Wie ist der Text geschichtlich einzuordnen? Und worin besteht sein Inhalt? Der in den 70er Jahren bei El Minya in Ägypten entdeckte Codex enthält nicht nur das Judasevangelium, sondern auch weitere Schriften, die aus der gnostischen Bibliothek von Nag Hammadi bekannt sind und dem 4. Jh. entstammen. Der Codex Tchacos ist in einem koptischen Dialekt geschrieben und gehört ungefähr in die gleiche Zeit.

Es handelt sich freilich um Übersetzungen aus einem älteren griechischen Original. Das Judasevangelium ist vielleicht identisch mit einer gleichnamigen Schrift, die bereits in der Väterzeit kritisch erwähnt wird. Die ältesten Angaben stammen von dem hl. Bischof Irenäus von Lyon, der um das Jahr 180 eine umfangreiche Abhandlung gegen die Häresien schrieb, in der er sich vor allem gegen die Gnosis wandte.

„Gnosis“ (auf deutsch „Erkenntnis“) ist eine vielgestaltige Bewegung, die eine für Eingeweihte bestimmte „Erkenntnis“ gegen die kirchliche Überlieferung ausspielte. Unter Fachleuten spricht man genauer vom „Gnostizismus“, um die erste Phase der Gnosis zu kennzeichnen, die seit dem 2. Jh. n. Chr. nachweisbar ist. Den verschiedenen Richtungen des Gnostizismus ist gemeinsam eine kritische Haltung gegenüber der Schöpfung, die auf eine Katastrophe in der göttlichen Welt zurückgeführt wird, und das Bestreben, die in dieser finsteren Welt zerstreuten göttlichen Lichtfunken in die ursprüngliche Fülle zurückzuführen.

Die bekanntesten Richtungen waren die Valentinianer und die Markioniten. Markion, ein finanzkräftiger Reeder aus Sinope am Schwarzen Meer, wurde um das Jahr 144 von der römischen Gemeinde ausgeschlossen wegen seiner Irrlehren. Er lehrte einen Gegensatz zwischen dem bösen Gott des Alten Testamentes, der die irdische Welt geschaffen hat und die Übertretung seiner Gebote bestraft, und dem guten Gott des Neuen Testamentes, dem Vater Jesu Christi, der als wahrer „softy“ nur noch „lieb“ ist.

Das wahre Christentum besteht nach Markion aus reiner Barmherzigkeit; die Gottesfurcht und die Befolgung der Gebote ist nach ihm überholt. Eine gewisse Neuauflage findet der Markionismus heute in der Bewegung „Wir sind Kirche“, welche die „Frohbotschaft“ gegen die „Drohbotschaft“ gegenüber gestellt hat (dagegen wird man schlicht sagen müssen: wer sich der Frohbotschaft verweigert, dem wird sie zur Drohbotschaft).
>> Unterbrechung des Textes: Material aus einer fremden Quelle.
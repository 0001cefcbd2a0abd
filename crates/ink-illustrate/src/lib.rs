//! InkEngine illustration: stroke generators over a rendered surface and
//! the vector document they produce.
//!
//! ```no_run
//! use ink_core::Settings;
//! use ink_illustrate::{synthetic::SphereScene, Illustrator};
//!
//! let settings = Settings::default();
//! let surface = SphereScene::default().surface()?;
//! let document = Illustrator::from_settings(&settings).illustrate(&surface, &settings)?;
//! document.export_svg(std::path::Path::new("sphere.svg"))?;
//! # Ok::<(), ink_core::InkError>(())
//! ```

pub mod document;
pub mod generator;
pub mod generators;
pub mod illustrator;
mod ribbon;
pub mod synthetic;

pub use document::Document;
pub use generator::{Clip, ClipPath, StrokeClass, StrokeGenerator, StrokeSet};
pub use generators::{InternalEdges, Silhouette, Stipples, Streamlines};
pub use illustrator::Illustrator;
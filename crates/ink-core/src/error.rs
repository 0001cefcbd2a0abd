use thiserror::Error;

/// Local, recoverable failures of the geometry stages.
///
/// Generators treat every variant as "skip this path/stroke/stipple" rather
/// than aborting the illustration.
#[derive(Debug, Clone, PartialEq, Error)]
pub enum GeometryError {
    #[error("No contour found")]
    EmptyContour,

    #[error("No valid neighbour for point ({x}, {y})")]
    NoValidNeighbour { x: f64, y: f64 },

    #[error("Degenerate curve: {0}")]
    DegenerateCurve(String),

    #[error("Path has no offset vector")]
    MissingOffsetVector,

    #[error("Too few points: needed {needed}, got {got}")]
    TooFewPoints { needed: usize, got: usize },
}

#[derive(Debug, Error)]
pub enum InkError {
    #[error("Geometry error: {0}")]
    Geometry(#[from] GeometryError),

    #[error("Channel '{channel}' has dimensions {actual:?}, expected {expected:?}")]
    DimensionMismatch {
        channel: &'static str,
        expected: (usize, usize),
        actual: (usize, usize),
    },

    #[error("Raster has no pixels")]
    EmptyRaster,

    #[error("Invalid settings: {0}")]
    InvalidSettings(String),

    #[error("IO error: {0}")]
    Io(#[from] std::io::Error),

    #[error("JSON error: {0}")]
    Json(#[from] serde_json::Error),
}

pub type Result<T> = std::result::Result<T, InkError>;
use crate::{Point2, Vector2};
use serde::{Deserialize, Serialize};

/// Axis-Aligned Bounding Box in 2D pixel space.
#[derive(Debug, Clone, Copy, PartialEq, Serialize, Deserialize)]
pub struct Aabb2 {
    pub min: Point2,
    pub max: Point2,
}

impl Aabb2 {
    pub fn new(min: Point2, max: Point2) -> Self {
        Self { min, max }
    }

    /// The rectangle covering every pixel centre of a `width` x `height` raster.
    pub fn from_size(width: usize, height: usize) -> Self {
        Self {
            min: Point2::ZERO,
            max: Point2::new(width.saturating_sub(1) as f64, height.saturating_sub(1) as f64),
        }
    }

    pub fn from_points(points: &[Point2]) -> Option<Self> {
        let (&first, rest) = points.split_first()?;
        let mut min = first;
        let mut max = first;
        for &p in rest {
            min = min.min(p);
            max = max.max(p);
        }
        Some(Self { min, max })
    }

    pub fn extents(&self) -> Vector2 {
        self.max - self.min
    }

    pub fn contains_point(&self, p: Point2) -> bool {
        p.x >= self.min.x && p.x <= self.max.x && p.y >= self.min.y && p.y <= self.max.y
    }

    pub fn intersects(&self, other: &Self) -> bool {
        self.min.x <= other.max.x
            && self.max.x >= other.min.x
            && self.min.y <= other.max.y
            && self.max.y >= other.min.y
    }
}
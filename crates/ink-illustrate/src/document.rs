//! The finished illustration and its SVG and JSON writers.

use std::fs::File;
use std::io::{BufWriter, Write};
use std::path::Path;

use ink_core::{InkError, Result};
use ink_geometry::command::to_svg_path_data;
use serde::{Deserialize, Serialize};

use crate::generator::{Clip, ClipPath, StrokeSet};

/// Id of the silhouette `<clipPath>` element.
pub const CLIP_PATH_ID: &str = "silhouette-clip";

/// Vector output of one illustration run: one layer per generator, in
/// drawing order, plus the silhouette polygon the layers are clipped by.
#[derive(Debug, Clone, PartialEq, Serialize, Deserialize)]
pub struct Document {
    pub width: usize,
    pub height: usize,
    /// SVG fill of every stroke.
    pub stroke_colour: String,
    pub layers: Vec<StrokeSet>,
    pub clip_path: Option<ClipPath>,
}

impl Document {
    pub fn stroke_count(&self) -> usize {
        self.layers.iter().map(StrokeSet::len).sum()
    }

    /// Write the document as an SVG image.
    ///
    /// Strokes are filled outlines. Clipping is only emitted when the
    /// document has a clip path.
    pub fn write_svg<W: Write>(&self, out: &mut W) -> std::io::Result<()> {
        writeln!(
            out,
            r#"<svg xmlns="http://www.w3.org/2000/svg" width="{w}" height="{h}" viewBox="0 0 {w} {h}">"#,
            w = self.width,
            h = self.height
        )?;

        let clip = self.clip_path.as_ref();
        if let Some(clip_path) = clip {
            writeln!(out, "  <defs>")?;
            writeln!(out, r#"    <clipPath id="{CLIP_PATH_ID}">"#)?;
            writeln!(out, r#"      <path d="{}"/>"#, to_svg_path_data(&clip_path.commands()))?;
            writeln!(out, "    </clipPath>")?;
            writeln!(out, "  </defs>")?;
        }

        let clip_attr = format!(r#" clip-path="url(#{CLIP_PATH_ID})""#);
        let fill = escape_attribute(&self.stroke_colour);
        for layer in &self.layers {
            let group_clip = clip.is_some() && layer.clip == Clip::Group;
            writeln!(
                out,
                r#"  <g id="{}" fill="{}" stroke="none"{}>"#,
                layer.class.name(),
                fill,
                if group_clip { clip_attr.as_str() } else { "" }
            )?;
            for (i, stroke) in layer.strokes.iter().enumerate() {
                let stroke_clip = clip.is_some() && matches!(layer.clip, Clip::PerStroke(_)) && layer.is_clipped(i);
                writeln!(
                    out,
                    r#"    <path d="{}"{}/>"#,
                    stroke.svg_path_data(),
                    if stroke_clip { clip_attr.as_str() } else { "" }
                )?;
            }
            writeln!(out, "  </g>")?;
        }
        writeln!(out, "</svg>")
    }

    pub fn to_svg(&self) -> Result<String> {
        let mut buffer = Vec::new();
        self.write_svg(&mut buffer)?;
        String::from_utf8(buffer).map_err(|e| InkError::Io(std::io::Error::new(std::io::ErrorKind::InvalidData, e)))
    }

    pub fn export_svg(&self, path: &Path) -> Result<()> {
        let mut file = BufWriter::new(File::create(path)?);
        self.write_svg(&mut file)?;
        file.flush()?;
        Ok(())
    }

    pub fn to_json(&self) -> Result<String> {
        Ok(serde_json::to_string_pretty(self)?)
    }

    pub fn from_json_str(json: &str) -> Result<Self> {
        Ok(serde_json::from_str(json)?)
    }

    pub fn export_json(&self, path: &Path) -> Result<()> {
        let file = BufWriter::new(File::create(path)?);
        serde_json::to_writer_pretty(file, self)?;
        Ok(())
    }
}

/// Escape `value` for use inside a double-quoted XML attribute.
fn escape_attribute(value: &str) -> String {
    let mut escaped = String::with_capacity(value.len());
    for c in value.chars() {
        match c {
            '&' => escaped.push_str("&amp;"),
            '"' => escaped.push_str("&quot;"),
            '<' => escaped.push_str("&lt;"),
            '>' => escaped.push_str("&gt;"),
            _ => escaped.push(c),
        }
    }
    escaped
}
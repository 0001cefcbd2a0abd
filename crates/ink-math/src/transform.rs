use crate::{DAffine2, Point2, Vector2};
use serde::{Deserialize, Serialize};

/// Rigid 2D transform (rotation + translation, no shear/scale).
#[derive(Debug, Clone, Copy, Serialize, Deserialize)]
pub struct Transform2 {
    pub matrix: [f64; 6],
}

impl Transform2 {
    pub fn from_translation(t: Vector2) -> Self {
        Self::from_affine(DAffine2::from_translation(t))
    }

    /// Rotation by `angle` radians about `center`.
    pub fn from_rotation_about(center: Point2, angle: f64) -> Self {
        let affine = DAffine2::from_translation(center)
            * DAffine2::from_angle(angle)
            * DAffine2::from_translation(-center);
        Self::from_affine(affine)
    }

    pub fn from_affine(a: DAffine2) -> Self {
        Self {
            matrix: a.to_cols_array(),
        }
    }

    pub fn to_affine(&self) -> DAffine2 {
        DAffine2::from_cols_array(&self.matrix)
    }

    pub fn transform_point(&self, p: Point2) -> Point2 {
        self.to_affine().transform_point2(p)
    }

    /// Apply `self` first, then `other`.
    pub fn then(&self, other: &Transform2) -> Transform2 {
        Self::from_affine(other.to_affine() * self.to_affine())
    }
}
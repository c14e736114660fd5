//! A basic and an advanced calculator sharing one evaluation engine,
//! rendered as themed cards in the terminal.

pub mod calculator;
pub mod config;
pub mod items;
pub mod ui;
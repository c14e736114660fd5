pub mod app;
pub mod items;
pub mod keymap;
pub mod paint;
pub mod raw_mode;
pub mod theme;
pub mod view;

pub use app::{App, Control};
pub use keymap::{Input, map_key};
pub use theme::{Palette, ThemePreference};
pub use view::{Frame, Line, Role, Span, ViewOptions, render};
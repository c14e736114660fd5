//! Key scripts: calculator input written as text.
//!
//! A script is a sequence of key tokens such as `"12+3="` or `"9 sqrt"`. It
//! drives a session without a terminal (the `--keys` flag) and handles text
//! pasted into the interactive view.

use super::engine::{Operator, UnaryFunction};
use super::session::{CalcEvent, MemoryOp};
use lazy_static::lazy_static;
use regex::Regex;
use thiserror::Error;

lazy_static! {
    /// Matches strings made only of characters that can appear in a script.
    static ref SCRIPT_SAFE_CHARS: Regex = Regex::new(
        r"^[\d\s\.\+\-\*/xX=<%a-zA-Z]+$"
    ).unwrap();

    /// Matches one token at the start of the remaining input.
    /// Longer words come first so "mc" is not read as "m" + "c".
    static ref TOKEN: Regex = Regex::new(
        r"(?i)^\s*(sqrt|pct|neg|inv|mc|mr|m\+|m-|ac|c|[0-9.]|[-+*/x=<%])"
    ).unwrap();
}

#[derive(Debug, Clone, PartialEq, Eq, Error)]
pub enum ScriptError {
    #[error("key script is empty")]
    Empty,
    #[error("unknown key `{token}` at offset {offset}")]
    UnknownToken { token: String, offset: usize },
}

/// Quick check whether text could be a key script.
///
/// Requires only script-safe characters and at least one digit. This is a
/// pre-check before [`parse_script`], which still validates every token.
pub fn looks_like_script(text: &str) -> bool {
    let trimmed = text.trim();
    !trimmed.is_empty()
        && SCRIPT_SAFE_CHARS.is_match(trimmed)
        && trimmed.chars().any(|c| c.is_ascii_digit())
}

/// Parse a key script into input events.
pub fn parse_script(text: &str) -> Result<Vec<CalcEvent>, ScriptError> {
    if text.trim().is_empty() {
        return Err(ScriptError::Empty);
    }

    let mut events = Vec::new();
    let mut offset = 0;

    while !text[offset..].trim_start().is_empty() {
        let rest = &text[offset..];
        let Some(caps) = TOKEN.captures(rest) else {
            let start = offset + (rest.len() - rest.trim_start().len());
            let token: String = text[start..]
                .chars()
                .take_while(|c| !c.is_whitespace())
                .collect();
            return Err(ScriptError::UnknownToken {
                token,
                offset: start,
            });
        };

        let token = &caps[1];
        // The regex only yields tokens `token_event` knows about
        if let Some(event) = token_event(&token.to_ascii_lowercase()) {
            events.push(event);
        }
        offset += caps.get(0).map_or(rest.len(), |m| m.end());
    }

    Ok(events)
}

fn token_event(token: &str) -> Option<CalcEvent> {
    let event = match token {
        "=" => CalcEvent::Equals,
        "c" | "ac" => CalcEvent::Clear,
        "<" => CalcEvent::Backspace,
        "sqrt" => CalcEvent::Unary(UnaryFunction::Sqrt),
        "pct" | "%" => CalcEvent::Unary(UnaryFunction::Percent),
        "neg" => CalcEvent::Unary(UnaryFunction::Negate),
        "inv" => CalcEvent::Unary(UnaryFunction::Inverse),
        "mc" => CalcEvent::Memory(MemoryOp::Clear),
        "mr" => CalcEvent::Memory(MemoryOp::Recall),
        "m+" => CalcEvent::Memory(MemoryOp::Add),
        "m-" => CalcEvent::Memory(MemoryOp::Subtract),
        _ => {
            let c = token.chars().next()?;
            if c.is_ascii_digit() || c == '.' {
                CalcEvent::Digit(c)
            } else {
                CalcEvent::Operator(Operator::from_char(c)?)
            }
        }
    };
    Some(event)
}
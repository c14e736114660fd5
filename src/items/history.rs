//! History entries produced by evaluations.

use crate::calculator::CalculatorState;
use std::collections::VecDeque;

/// One evaluation as shown in the history list.
#[derive(Clone, Debug, PartialEq, Eq)]
pub struct HistoryEntry {
    /// The evaluated expression, e.g. `"12 + 3"`.
    pub expression: String,
    /// The result as it was displayed, or the error sentinel.
    pub display_result: String,
    /// Whether the evaluation failed.
    pub is_error: bool,
}

impl HistoryEntry {
    /// Build an entry from the state right after an evaluation.
    pub fn from_state(expression: String, state: &CalculatorState) -> Self {
        Self {
            expression,
            display_result: state.display().to_string(),
            is_error: state.is_error(),
        }
    }

    /// `"12 + 3 = 15"`
    pub fn summary(&self) -> String {
        format!("{} = {}", self.expression, self.display_result)
    }
}

/// Bounded list of evaluations, newest first.
#[derive(Clone, Debug, Default)]
pub struct History {
    entries: VecDeque<HistoryEntry>,
    limit: usize,
}

impl History {
    pub fn new(limit: usize) -> Self {
        Self {
            entries: VecDeque::new(),
            limit,
        }
    }

    /// Record an entry, dropping the oldest ones beyond the limit.
    pub fn push(&mut self, entry: HistoryEntry) {
        if self.limit == 0 {
            return;
        }
        self.entries.push_front(entry);
        self.entries.truncate(self.limit);
    }

    pub fn latest(&self) -> Option<&HistoryEntry> {
        self.entries.front()
    }

    pub fn iter(&self) -> impl Iterator<Item = &HistoryEntry> {
        self.entries.iter()
    }

    pub fn len(&self) -> usize {
        self.entries.len()
    }

    pub fn is_empty(&self) -> bool {
        self.entries.is_empty()
    }
}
Die markionitische Sekte, die im Altentum einen großen Erfolg hatte, ist typisch für ein dualistisches Milieu, das den „bösen“ Gott, der diese Welt geschaffen hat, gegen den „guten“ Gott des himmlischen Bereiches ausspielt. An den Rändern dieses Milieus finden sich auch einige Gruppen, die unmittelbar das Böse verherrlichen. Irenäus erwähnt hier die Ophiten (von „Ophis“ = „Schlange“), welche die Ursünde als Akt der Befreiung preisen (Adversus haereses I,30). Der Lobpreis des Judas passt auf den koptischen Text, der den Verräter Jesu verherrlicht und gegen die zwölf Apostel polemisiert. Die Erwähnung der weiblichen Gottheit Sophia entspricht in dem neu entdeckten Werk dem Hinweis auf das „ewige Reich Barbelos“, dem Jesus Christus entstammen soll und mit dem Judas verbunden ist.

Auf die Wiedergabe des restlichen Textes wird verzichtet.